▶ _AIM OF THE EXERCISE_
The required output is every line from the one with "let mut cmd" through the final line of the data below, unchanged.

▶ _MATERIAL TO PROCESS_
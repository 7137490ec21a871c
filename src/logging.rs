use anyhow::Context as _;

/// Used when `RUST_LOG` is unset; parser and HTTP internals stay quiet.
const DEFAULT_DIRECTIVES: &str = "info,html5ever=warn,selectors=warn,reqwest=warn";

pub fn init() -> anyhow::Result<()> {
    let filter = tracing_subscriber::EnvFilter::try_from_default_env()
        .or_else(|_| tracing_subscriber::EnvFilter::try_new(DEFAULT_DIRECTIVES))
        .context("build log filter")?;

    tracing_subscriber::fmt()
        .with_env_filter(filter)
        .with_target(false)
        .with_writer(std::io::stderr)
        .try_init()
        .map_err(|err| anyhow::anyhow!("initialize tracing subscriber: {err}"))?;

    Ok(())
}
#![forbid(unsafe_code)]

pub mod cli;
pub mod config;
pub mod download;
pub mod extract;
pub mod fetch;
pub mod formats;
pub mod logging;
pub mod notify;
pub mod run;
pub mod tracker;
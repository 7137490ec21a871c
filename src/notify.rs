use std::io::Write as _;
use std::path::Path;
use std::process::{Command, Stdio};

use anyhow::Context as _;
use base64::Engine as _;

/// Delivers a downloaded file to a recipient.
pub trait Notifier {
    fn send(&self, recipient: &str, attachment: &Attachment) -> anyhow::Result<()>;
}

#[derive(Debug, Clone)]
pub struct Attachment {
    pub file_name: String,
    pub content_type: String,
    pub data: Vec<u8>,
}

impl Attachment {
    pub fn from_path(path: &Path, content_type: &str) -> anyhow::Result<Self> {
        let file_name = path
            .file_name()
            .and_then(|name| name.to_str())
            .ok_or_else(|| anyhow::anyhow!("attachment must have a file name: {}", path.display()))?
            .to_owned();
        let data =
            std::fs::read(path).with_context(|| format!("read attachment: {}", path.display()))?;
        Ok(Self {
            file_name,
            content_type: content_type.to_owned(),
            data,
        })
    }
}

/// Pipes a MIME message to a sendmail-compatible binary (`<bin> -t -i` by default).
#[derive(Debug, Clone)]
pub struct SendmailNotifier {
    pub bin: String,
    pub args: Vec<String>,
}

impl SendmailNotifier {
    pub fn new(bin: impl Into<String>) -> Self {
        Self {
            bin: bin.into(),
            args: vec!["-t".to_owned(), "-i".to_owned()],
        }
    }
}

impl Notifier for SendmailNotifier {
    fn send(&self, recipient: &str, attachment: &Attachment) -> anyhow::Result<()> {
        let message = build_message(recipient, attachment, &chrono::Utc::now().to_rfc2822());

        tracing::info!(bin = %self.bin, %recipient, file = %attachment.file_name, "sendmail");

        let mut child = Command::new(&self.bin)
            .args(&self.args)
            .stdin(Stdio::piped())
            .stdout(Stdio::null())
            .stderr(Stdio::inherit())
            .spawn()
            .with_context(|| format!("spawn {}", self.bin))?;

        {
            let mut stdin = child
                .stdin
                .take()
                .ok_or_else(|| anyhow::anyhow!("failed to open sendmail stdin"))?;
            stdin
                .write_all(message.as_bytes())
                .context("write message to sendmail stdin")?;
        }

        let status = child.wait().context("wait for sendmail")?;
        if !status.success() {
            anyhow::bail!("{} exited with {status}", self.bin);
        }
        Ok(())
    }
}

const BOUNDARY: &str = "ljfetch-attachment-boundary";

pub fn build_message(recipient: &str, attachment: &Attachment, date: &str) -> String {
    let encoded = base64::engine::general_purpose::STANDARD.encode(&attachment.data);
    let name = &attachment.file_name;

    let mut message = String::with_capacity(encoded.len() + 1024);
    message.push_str(&format!("To: {recipient}\r\n"));
    message.push_str(&format!("Subject: {name}\r\n"));
    message.push_str(&format!("Date: {date}\r\n"));
    message.push_str("MIME-Version: 1.0\r\n");
    message.push_str(&format!(
        "Content-Type: multipart/mixed; boundary=\"{BOUNDARY}\"\r\n\r\n"
    ));

    message.push_str(&format!("--{BOUNDARY}\r\n"));
    message.push_str("Content-Type: text/plain; charset=utf-8\r\n\r\n");
    message.push_str(&format!("{name} is attached.\r\n\r\n"));

    message.push_str(&format!("--{BOUNDARY}\r\n"));
    message.push_str(&format!(
        "Content-Type: {}; name=\"{name}\"\r\n",
        attachment.content_type
    ));
    message.push_str("Content-Transfer-Encoding: base64\r\n");
    message.push_str(&format!(
        "Content-Disposition: attachment; filename=\"{name}\"\r\n\r\n"
    ));
    // RFC 2045 caps encoded lines at 76 characters.
    for chunk in encoded.as_bytes().chunks(76) {
        message.push_str(&String::from_utf8_lossy(chunk));
        message.push_str("\r\n");
    }
    message.push_str(&format!("--{BOUNDARY}--\r\n"));

    message
}
use std::collections::HashSet;
use std::path::PathBuf;

use anyhow::Context as _;
use reqwest::blocking::Client;

use crate::config::Config;
use crate::formats::{FileFormat, IssueDescriptor, IssueNumber};

#[derive(Debug, Clone, Copy, PartialEq, Eq)]
pub enum Mode {
    All,
    Issue(IssueNumber),
    Latest,
    /// Latest, but only when the tracker has not seen it yet.
    New,
}

impl Mode {
    pub fn mails_downloads(self) -> bool {
        !matches!(self, Self::All)
    }
}

/// Picks the issues a mode downloads, restricted to `format`.
pub fn select(
    mode: Mode,
    issues: &[IssueDescriptor],
    format: FileFormat,
) -> anyhow::Result<Vec<IssueDescriptor>> {
    let mut seen = HashSet::new();
    let offered = issues
        .iter()
        .filter(|issue| issue.file_format == format)
        .filter(|issue| seen.insert(issue.issue_number))
        .cloned()
        .collect::<Vec<_>>();

    match mode {
        Mode::All => Ok(offered),
        Mode::Issue(number) => {
            let issue = offered
                .into_iter()
                .find(|issue| issue.issue_number == number)
                .ok_or_else(|| anyhow::anyhow!("issue {number} is not offered as {format}"))?;
            Ok(vec![issue])
        }
        Mode::Latest | Mode::New => Ok(offered
            .into_iter()
            .max_by_key(|issue| issue.issue_number)
            .into_iter()
            .collect()),
    }
}

pub fn destination(config: &Config, issue: &IssueDescriptor) -> PathBuf {
    config.directory.join(issue.file_name(&config.base_filename))
}

#[derive(Debug, Clone, PartialEq, Eq)]
pub enum Saved {
    Downloaded { path: PathBuf, bytes: u64 },
    AlreadyPresent { path: PathBuf },
}

impl Saved {
    pub fn path(&self) -> &PathBuf {
        match self {
            Self::Downloaded { path, .. } | Self::AlreadyPresent { path } => path,
        }
    }
}

pub fn save_issue(
    client: &Client,
    config: &Config,
    issue: &IssueDescriptor,
) -> anyhow::Result<Saved> {
    let path = destination(config, issue);
    if path.exists() && !config.force {
        tracing::info!(path = %path.display(), "issue already downloaded; skipping");
        return Ok(Saved::AlreadyPresent { path });
    }

    tracing::info!(
        issue = issue.issue_number.get(),
        format = %issue.file_format,
        path = %path.display(),
        "downloading issue"
    );
    let bytes = crate::fetch::download_to(client, &issue.download_link, &path)
        .with_context(|| format!("download issue {}", issue.issue_number))?;
    tracing::info!(bytes, path = %path.display(), "issue downloaded");
    Ok(Saved::Downloaded { path, bytes })
}

#[cfg(test)]
mod tests {
    use super::*;

    fn issue(number: u32, format: FileFormat) -> IssueDescriptor {
        IssueDescriptor {
            issue_number: IssueNumber::new(number),
            file_format: format,
            download_link: format!("http://dl.example/?tcode={format}-{number}&action=spit"),
        }
    }

    fn numbers(selected: &[IssueDescriptor]) -> Vec<u32> {
        selected.iter().map(|i| i.issue_number.get()).collect()
    }

    fn page() -> Vec<IssueDescriptor> {
        vec![
            issue(9, FileFormat::Pdf),
            issue(10, FileFormat::Epub),
            issue(10, FileFormat::Pdf),
            issue(8, FileFormat::Pdf),
            issue(8, FileFormat::Pdf),
        ]
    }

    #[test]
    fn all_keeps_page_order_for_selected_format_without_duplicates() {
        let selected = select(Mode::All, &page(), FileFormat::Pdf).unwrap();
        assert_eq!(numbers(&selected), vec![9, 10, 8]);
    }

    #[test]
    fn latest_is_numeric_maximum() {
        let selected = select(Mode::Latest, &page(), FileFormat::Pdf).unwrap();
        assert_eq!(numbers(&selected), vec![10]);
        assert_eq!(selected[0].file_format, FileFormat::Pdf);
    }

    #[test]
    fn latest_of_unoffered_format_is_empty() {
        let selected = select(Mode::New, &page(), FileFormat::Mobi).unwrap();
        assert!(selected.is_empty());
    }

    #[test]
    fn specific_issue_must_be_offered() {
        let selected = select(Mode::Issue(IssueNumber::new(8)), &page(), FileFormat::Pdf).unwrap();
        assert_eq!(numbers(&selected), vec![8]);

        let err = select(Mode::Issue(IssueNumber::new(9)), &page(), FileFormat::Epub).unwrap_err();
        assert_eq!(err.to_string(), "issue 9 is not offered as epub");
    }

    #[test]
    fn only_download_all_skips_mail() {
        assert!(!Mode::All.mails_downloads());
        assert!(Mode::Latest.mails_downloads());
        assert!(Mode::New.mails_downloads());
        assert!(Mode::Issue(IssueNumber::new(1)).mails_downloads());
    }
}
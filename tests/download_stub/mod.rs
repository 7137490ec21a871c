use std::path::Path;
use std::sync::mpsc;
use std::thread;
use std::time::Duration;

pub const ACCOUNT: &str = "12345";
/// Account whose download links all answer 500.
#[allow(dead_code)]
pub const FAILING_ACCOUNT: &str = "55555";

pub struct DownloadStub {
    pub base_url: String,
    shutdown_tx: mpsc::Sender<()>,
    handle: Option<thread::JoinHandle<()>>,
}

impl Drop for DownloadStub {
    fn drop(&mut self) {
        let _ = self.shutdown_tx.send(());
        if let Some(handle) = self.handle.take() {
            let _ = handle.join();
        }
    }
}

fn download_page(base_url: &str, code_prefix: &str) -> String {
    // Issue 9 is listed first on purpose; the latest must be picked numerically.
    format!(
        r#"<!doctype html>
<html>
  <head><title>Digital downloads</title></head>
  <body>
    <a name="top"></a>
    <a href="/account">Account</a>
    <table>
      <tr><td><a class="dl" href="{base_url}/get-doc.php?code={code_prefix}9&amp;tcode=pdf-9">Issue 9 PDF</a></td></tr>
      <tr><td><a href="{base_url}/get-doc.php?code={code_prefix}10&amp;tcode=pdf-10">Issue 10 PDF</a></td></tr>
      <tr><td><a href="{base_url}/get-doc.php?code=e{code_prefix}10&amp;tcode=epub-10">Issue 10 EPUB</a></td></tr>
      <tr><td><a href="{base_url}/get-doc.php?code=broken">Broken</a></td></tr>
    </table>
    <a href="http://example.com">Elsewhere</a>
  </body>
</html>
"#
    )
}

impl DownloadStub {
    pub fn spawn() -> Self {
        let server = tiny_http::Server::http("127.0.0.1:0").expect("start download stub server");
        let addr = server.server_addr();
        let base_url = format!("http://{addr}");
        let page = download_page(&base_url, "c");
        let failing_page = download_page(&base_url, "fail");

        let (shutdown_tx, shutdown_rx) = mpsc::channel::<()>();

        let handle = thread::spawn(move || {
            loop {
                if shutdown_rx.try_recv().is_ok() {
                    break;
                }

                let request = match server.recv_timeout(Duration::from_millis(50)) {
                    Ok(Some(req)) => req,
                    Ok(None) => continue,
                    Err(_) => break,
                };

                let url = request.url().to_string();
                let (path, query) = url.split_once('?').unwrap_or((url.as_str(), ""));

                let (status, body) = match path {
                    "/dljdownload.php" if query == format!("account={ACCOUNT}") => {
                        (200, page.clone())
                    }
                    "/dljdownload.php" if query == format!("account={FAILING_ACCOUNT}") => {
                        (200, failing_page.clone())
                    }
                    "/dljdownload.php" => (403, "unknown account".to_owned()),
                    "/get-doc.php" if query.contains("fail") => {
                        (500, "download backend unavailable".to_owned())
                    }
                    "/get-doc.php" if query.ends_with("&action=spit") => {
                        let tcode = query
                            .split('&')
                            .find_map(|pair| pair.strip_prefix("tcode="))
                            .unwrap_or_default();
                        (200, format!("contents of {tcode}"))
                    }
                    "/get-doc.php" => (400, "missing action".to_owned()),
                    _ => (404, "not found".to_owned()),
                };

                let _ = request
                    .respond(tiny_http::Response::from_string(body).with_status_code(status));
            }
        });

        Self {
            base_url,
            shutdown_tx,
            handle: Some(handle),
        }
    }

    pub fn ljfetch(&self, dir: &Path, args: &[&str]) -> assert_cmd::Command {
        self.ljfetch_as(dir, ACCOUNT, args)
    }

    pub fn ljfetch_as(&self, dir: &Path, account: &str, args: &[&str]) -> assert_cmd::Command {
        let mut cmd = assert_cmd::cargo::cargo_bin_cmd!("ljfetch");
        cmd.env_remove("AN")
            .env_remove("MAIL_TO")
            .env_remove("LJFETCH_SENDMAIL")
            .env_remove("RUST_LOG")
            .args(args)
            .args(["--account-number", account])
            .args(["--page-url", &format!("{}/dljdownload.php?account=", self.base_url)])
            .args(["--link-prefix", &format!("{}/get-doc.php?code=", self.base_url)])
            .arg("--directory")
            .arg(dir);
        cmd
    }
}

/// Last-seen issue recorded by the reporting modes.
#[allow(dead_code)]
pub fn read_state(dir: &Path) -> String {
    std::fs::read_to_string(dir.join("latest")).expect("read state file")
}

/// Last issue fetched by `new` in `format`.
#[allow(dead_code)]
pub fn read_fetched_state(dir: &Path, format: &str) -> Option<String> {
    std::fs::read_to_string(dir.join(format!("latest.{format}"))).ok()
}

▶ _WRITTEN ANSWER_
        let mut cmd = assert_cmd::cargo::cargo_bin_cmd!("ljfetch");
        cmd.env_remove("AN")
            .env_remove("MAIL_TO")
            .env_remove("LJFETCH_SENDMAIL")
            .env_remove("RUST_LOG")
            .args(args)
            .args(["--account-number", account])
            .args(["--page-url", &format!("{}/dljdownload.php?account=", self.base_url)])
            .args(["--link-prefix", &format!("{}/get-doc.php?code=", self.base_url)])
            .arg("--directory")
            .arg(dir);
        cmd
    }
}

/// Last-seen issue recorded by the reporting modes.
#[allow(dead_code)]
pub fn read_state(dir: &Path) -> String {
    std::fs::read_to_string(dir.join("latest")).expect("read state file")
}

/// Last issue fetched by `new` in `format`.
#[allow(dead_code)]
pub fn read_fetched_state(dir: &Path, format: &str) -> Option<String> {
    std::fs::read_to_string(dir.join(format!("latest.{format}"))).ok()
}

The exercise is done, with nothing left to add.